Each entry that appears below should be restated word for word.

>>>

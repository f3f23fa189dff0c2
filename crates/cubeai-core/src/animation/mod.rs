//! Timeline animation.
//!
//! Split into a pure state machine ([`AnimationTimeline`]) that owns all
//! speed/interval/frame arithmetic, and an async [`AnimationController`]
//! that drives it from a `tokio::time` interval and a command channel.

mod controller;
mod timeline;


pub use controller::AnimationController;
pub use timeline::{
    AnimationCommand, AnimationTimeline, BASE_INTERVAL_MS, MAX_FRAME_STEP, MAX_SPEED, MAX_TICK_MS,
    MIN_SPEED, MIN_TICK_MS, SPEED_STEP,
};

<<<

SOLUTION TO THE EXERCISE »
repository f3f23fa189dff0c2
filename crates/cubeai-core/src/animation/mod.rs
//! Timeline animation.
//!
//! Split into a pure state machine ([`AnimationTimeline`]) that owns all
//! speed/interval/frame arithmetic, and an async [`AnimationController`]
//! that drives it from a `tokio::time` interval and a command channel.

mod controller;
mod timeline;


pub use controller::AnimationController;
pub use timeline::{
    AnimationCommand, AnimationTimeline, BASE_INTERVAL_MS, MAX_FRAME_STEP, MAX_SPEED, MAX_TICK_MS,
    MIN_SPEED, MIN_TICK_MS, SPEED_STEP,
};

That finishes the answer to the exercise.